Outdoor Semiconductor Assembly and Test (OSAT)

  • Companies that package and test chips made by fans and IDMs
  • OSAT companies take the wafers manufactured by Fanchering, cut them into individual chips, test them, and then package them and ship them to the customer.

Fab issues

  • As chips become denser (with trillions of transistors per wafer), fabrication costs have increased exponentially – now >$10 billion per chip fab.
  • One reason is that the cost of the equipment needed to make the chips has skyrocketed.
    • An advanced lithography machine from a Dutch company called ASML costs $150 million.
    • There are ~500+ machines in Fab (not all as expensive as ASML).
    • Fab building is incredibly complex. A clean room for making chips is just the tip of the iceberg, a complex pipeline feeding gases, power, fluids at the right time and temperature to the wafer fab equipment.
  • The multi-billion dollar cost of staying in the lead means most companies quit. In 2001, there were 17 companies making the most advanced chips. Today there are only two – Samsung in Korea and TSMC in Taiwan.
    • This could be a problem for the West as China believes that Taiwan is a Chinese territory.

What’s next – technology

Building chips that are denser, faster, and use less power is becoming increasingly difficult, so what’s next?
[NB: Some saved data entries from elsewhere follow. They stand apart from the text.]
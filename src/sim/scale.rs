//! Yes/No scale coupling
//!
//! Every catch of the No button shrinks it and grows the Yes button by the
//! same step. Scales are derived from the catch count rather than accumulated,
//! so `k` catches always land on exactly `initial ± k·step` (clamped).


use crate::tuning::Tuning;

/// Current scale of both buttons
#[derive(Debug, Clone, Copy, PartialEq)]
pub struct ScalePair {
    pub yes_scale: f32,
    pub no_scale: f32,
}

impl ScalePair {
    pub fn uniform(scale: f32) -> Self {
        Self {
            yes_scale: scale,
            no_scale: scale,
        }
    }
}

#[derive(Debug, Clone)]
pub struct ScaleCoupler {
    initial: f32,
    step: f32,
    min: f32,
    max: f32,
    captures: u32,
    pair: ScalePair,
}

impl ScaleCoupler {
    pub fn new(tuning: &Tuning) -> Self {
        Self {
            initial: tuning.initial_scale,
            step: tuning.scale_step,
            min: tuning.min_scale,
            max: tuning.max_scale,
            captures: 0,
            pair: ScalePair::uniform(tuning.initial_scale),
        }
    }

    pub fn pair(&self) -> ScalePair {
        self.pair
    }

    pub fn captures(&self) -> u32 {
        self.captures
    }

    /// One discrete step: No shrinks, Yes grows
    pub fn on_capture(&mut self) -> ScalePair {
        self.captures = self.captures.saturating_add(1);
        let delta = self.step * self.captures as f32;
        self.pair = ScalePair {
            yes_scale: (self.initial + delta).min(self.max),
            no_scale: (self.initial - delta).max(self.min),
        };
        log::debug!(
            "Capture #{}: yes {:.2}, no {:.2}",
            self.captures,
            self.pair.yes_scale,
            self.pair.no_scale
        );
        self.pair
    }

    pub fn reset(&mut self) {
        self.captures = 0;
        self.pair = ScalePair::uniform(self.initial);
    }
}

#[cfg(test)]
mod tests {
    use super::*;
    use proptest::prelude::*;

    #[test]
    fn test_single_capture() {
        let mut coupler = ScaleCoupler::new(&Tuning::default());
        let pair = coupler.on_capture();
        assert!((pair.yes_scale - 1.05).abs() < 1e-6);
        assert!((pair.no_scale - 0.95).abs() < 1e-6);
    }

    #[test]
    fn test_no_floor_and_yes_ceiling() {
        let mut coupler = ScaleCoupler::new(&Tuning::default());
        for _ in 0..100 {
            coupler.on_capture();
        }
        let pair = coupler.pair();
        assert_eq!(pair.no_scale, 0.3);
        assert_eq!(pair.yes_scale, 2.0);
    }

    #[test]
    fn test_reset() {
        let mut coupler = ScaleCoupler::new(&Tuning::default());
        coupler.on_capture();
        coupler.on_capture();
        coupler.reset();
        assert_eq!(coupler.pair(), ScalePair::uniform(1.0));
        assert_eq!(coupler.captures(), 0);
    }

    proptest! {
        #[test]
        fn prop_scales_follow_formula(k in 0u32..200, step in 0.01f32..0.2) {
            let mut tuning = Tuning::default();
            tuning.scale_step = step;
            let mut coupler = ScaleCoupler::new(&tuning);
            for _ in 0..k {
                coupler.on_capture();
            }
            let pair = coupler.pair();
            if k > 0 {
                prop_assert_eq!(pair.yes_scale, (1.0 + step * k as f32).min(2.0));
                prop_assert_eq!(pair.no_scale, (1.0 - step * k as f32).max(0.3));
            }
            prop_assert!((0.3..=2.0).contains(&pair.yes_scale));
            prop_assert!((0.3..=2.0).contains(&pair.no_scale));
        }
    }
}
  • Instead of having one processor do all the work, logic chip designers put multiple specialized processors inside the chip.
  • Memory chips are now made denser by increasing the 100+ layers.
  • As chips become more complex to design, meaning larger design teams and longer time-to-market, electronic design automation companies are incorporating artificial intelligence to automate parts of the design process.
  • Wafer equipment manufacturers’ fabs are designing new equipment to help them deliver chips with lower power, better performance, better environment-to-cost and faster time to market.

What’s next – business

The business model of integrated device manufacturers (IDMs) such as Intel is changing rapidly. Previously, it had a huge competitive advantage by being vertically integrated, meaning you would have your own design materials and fabrics. Today is the downside.

  • Foundations have economies of scale and standardization. Instead of inventing it all themselves, they can use the whole creativity in the ecosystem. And focus only on production
  • ADM has proven that it is possible to convert from IDM to the model you invented. Intel is trying. They are going to use TSMC as a source for their own chips and do their own fusing.

What’s next – geopolitics

Controlling advanced chip manufacturing in the 21st century may be like controlling the supply of oil in the 20th. A country that controls this manufacturing can suppress the military and economic power of others.

  • Ensuring a continuous supply of chips has become a national priority. (China’s biggest revenue in $s is semiconductors – bigger than oil)
  • Today, both the US and China are rapidly trying to decouple their semiconductor ecosystems from each other. China is pouring more than $100 billion in government incentives to build Chinese factories, while at the same time trying to create indigenous wafer fab equipment and electronic design automation software.
  • Over the past few decades, the United States has moved most of its factories to Asia. Today, we are promoting fabric and chip manufacturing to America.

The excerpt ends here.